**WORK TO COMPLETE**
Report each line of the records below that uses the word "bool".

**INPUT RECORDS**
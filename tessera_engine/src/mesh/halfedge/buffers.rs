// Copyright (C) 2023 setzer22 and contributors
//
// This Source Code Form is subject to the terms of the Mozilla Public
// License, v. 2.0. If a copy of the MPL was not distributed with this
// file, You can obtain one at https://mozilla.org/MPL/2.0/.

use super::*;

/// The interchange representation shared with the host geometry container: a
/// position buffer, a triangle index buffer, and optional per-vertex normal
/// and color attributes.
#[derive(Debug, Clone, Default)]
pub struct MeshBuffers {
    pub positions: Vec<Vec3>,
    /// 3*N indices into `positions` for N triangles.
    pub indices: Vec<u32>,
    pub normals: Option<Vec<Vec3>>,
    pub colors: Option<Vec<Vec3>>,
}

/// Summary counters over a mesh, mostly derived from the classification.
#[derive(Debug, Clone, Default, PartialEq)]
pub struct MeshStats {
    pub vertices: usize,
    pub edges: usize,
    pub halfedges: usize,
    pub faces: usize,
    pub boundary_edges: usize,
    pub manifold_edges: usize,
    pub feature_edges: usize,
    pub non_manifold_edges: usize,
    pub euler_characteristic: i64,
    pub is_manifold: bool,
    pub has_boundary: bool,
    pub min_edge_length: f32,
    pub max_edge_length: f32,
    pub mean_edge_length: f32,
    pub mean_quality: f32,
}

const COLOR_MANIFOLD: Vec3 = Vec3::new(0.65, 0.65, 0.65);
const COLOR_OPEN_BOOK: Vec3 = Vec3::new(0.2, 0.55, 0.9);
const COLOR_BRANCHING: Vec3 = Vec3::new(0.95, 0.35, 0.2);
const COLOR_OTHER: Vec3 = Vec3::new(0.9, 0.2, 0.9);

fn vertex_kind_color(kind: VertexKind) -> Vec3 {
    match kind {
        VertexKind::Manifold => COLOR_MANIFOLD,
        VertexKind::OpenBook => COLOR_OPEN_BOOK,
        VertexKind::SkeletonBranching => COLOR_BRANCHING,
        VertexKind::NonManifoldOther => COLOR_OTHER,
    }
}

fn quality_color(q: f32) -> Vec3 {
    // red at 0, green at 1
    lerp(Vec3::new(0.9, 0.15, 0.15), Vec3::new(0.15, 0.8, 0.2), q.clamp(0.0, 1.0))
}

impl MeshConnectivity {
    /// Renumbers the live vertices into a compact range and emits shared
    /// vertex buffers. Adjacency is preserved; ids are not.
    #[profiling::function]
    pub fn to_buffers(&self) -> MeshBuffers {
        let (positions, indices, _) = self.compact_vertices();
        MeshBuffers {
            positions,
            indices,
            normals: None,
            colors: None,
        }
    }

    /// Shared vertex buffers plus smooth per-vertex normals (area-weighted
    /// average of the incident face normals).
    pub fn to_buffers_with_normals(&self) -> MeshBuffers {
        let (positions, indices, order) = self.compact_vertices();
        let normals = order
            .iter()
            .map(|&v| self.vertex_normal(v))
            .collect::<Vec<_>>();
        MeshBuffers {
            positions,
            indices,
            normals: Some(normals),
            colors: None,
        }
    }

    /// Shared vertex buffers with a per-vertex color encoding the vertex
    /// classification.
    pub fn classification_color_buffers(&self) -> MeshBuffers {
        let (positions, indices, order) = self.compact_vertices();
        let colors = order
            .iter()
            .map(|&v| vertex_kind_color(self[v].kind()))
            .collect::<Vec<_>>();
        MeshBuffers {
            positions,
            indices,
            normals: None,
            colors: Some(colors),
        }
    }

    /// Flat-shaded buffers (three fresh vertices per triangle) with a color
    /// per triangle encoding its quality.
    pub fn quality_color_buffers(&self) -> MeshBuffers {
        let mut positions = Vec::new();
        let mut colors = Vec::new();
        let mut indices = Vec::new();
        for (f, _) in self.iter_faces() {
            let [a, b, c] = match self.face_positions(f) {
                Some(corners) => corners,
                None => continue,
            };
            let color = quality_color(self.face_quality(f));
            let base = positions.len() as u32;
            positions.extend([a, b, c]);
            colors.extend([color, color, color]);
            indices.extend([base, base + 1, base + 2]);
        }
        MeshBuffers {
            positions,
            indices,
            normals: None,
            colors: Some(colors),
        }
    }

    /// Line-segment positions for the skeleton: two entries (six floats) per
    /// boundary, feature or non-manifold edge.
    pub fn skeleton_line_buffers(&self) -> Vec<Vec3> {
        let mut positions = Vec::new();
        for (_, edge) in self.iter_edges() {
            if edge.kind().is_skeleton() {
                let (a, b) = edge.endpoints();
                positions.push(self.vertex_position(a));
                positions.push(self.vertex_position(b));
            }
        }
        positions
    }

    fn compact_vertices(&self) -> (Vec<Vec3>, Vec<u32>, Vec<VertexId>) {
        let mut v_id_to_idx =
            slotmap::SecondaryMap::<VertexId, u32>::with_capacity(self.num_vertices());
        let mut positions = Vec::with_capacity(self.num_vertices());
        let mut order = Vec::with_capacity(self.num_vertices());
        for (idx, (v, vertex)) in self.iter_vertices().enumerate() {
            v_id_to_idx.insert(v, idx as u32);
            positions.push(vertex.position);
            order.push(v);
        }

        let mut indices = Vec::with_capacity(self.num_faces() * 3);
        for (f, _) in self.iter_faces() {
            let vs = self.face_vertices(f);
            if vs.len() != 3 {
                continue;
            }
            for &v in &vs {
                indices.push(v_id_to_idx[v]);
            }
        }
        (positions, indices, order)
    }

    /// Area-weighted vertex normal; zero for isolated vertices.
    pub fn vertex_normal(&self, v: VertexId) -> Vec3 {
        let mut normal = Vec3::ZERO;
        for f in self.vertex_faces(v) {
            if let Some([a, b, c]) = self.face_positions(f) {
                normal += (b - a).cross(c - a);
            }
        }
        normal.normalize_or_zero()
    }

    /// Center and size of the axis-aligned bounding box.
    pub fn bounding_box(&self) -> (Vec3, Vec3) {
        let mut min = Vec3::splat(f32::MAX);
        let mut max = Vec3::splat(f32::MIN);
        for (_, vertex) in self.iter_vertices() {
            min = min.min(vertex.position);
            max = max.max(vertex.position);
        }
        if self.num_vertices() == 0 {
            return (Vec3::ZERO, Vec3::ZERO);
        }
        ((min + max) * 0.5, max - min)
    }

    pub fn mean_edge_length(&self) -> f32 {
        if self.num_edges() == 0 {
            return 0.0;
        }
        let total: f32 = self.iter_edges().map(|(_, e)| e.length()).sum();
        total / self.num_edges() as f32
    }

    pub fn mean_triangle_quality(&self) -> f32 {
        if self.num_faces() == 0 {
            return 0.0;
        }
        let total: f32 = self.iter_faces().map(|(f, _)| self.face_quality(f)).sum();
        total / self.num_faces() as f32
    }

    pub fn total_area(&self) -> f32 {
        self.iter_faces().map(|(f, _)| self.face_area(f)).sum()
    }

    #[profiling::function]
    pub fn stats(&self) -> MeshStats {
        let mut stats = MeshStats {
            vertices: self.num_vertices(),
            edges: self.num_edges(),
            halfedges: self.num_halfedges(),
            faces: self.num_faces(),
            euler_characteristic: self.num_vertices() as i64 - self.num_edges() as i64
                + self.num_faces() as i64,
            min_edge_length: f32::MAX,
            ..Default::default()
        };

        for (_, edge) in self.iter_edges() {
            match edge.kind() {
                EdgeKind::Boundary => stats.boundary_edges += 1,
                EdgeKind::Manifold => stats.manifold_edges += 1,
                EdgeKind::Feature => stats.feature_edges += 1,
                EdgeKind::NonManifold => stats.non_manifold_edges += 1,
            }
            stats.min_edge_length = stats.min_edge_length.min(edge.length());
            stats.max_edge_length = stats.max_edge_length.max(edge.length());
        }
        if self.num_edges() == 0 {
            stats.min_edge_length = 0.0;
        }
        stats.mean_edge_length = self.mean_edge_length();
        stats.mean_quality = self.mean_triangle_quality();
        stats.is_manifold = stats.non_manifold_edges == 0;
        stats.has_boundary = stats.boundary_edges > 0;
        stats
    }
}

**ANSWER**
    pub is_manifold: bool,
    pub has_boundary: bool,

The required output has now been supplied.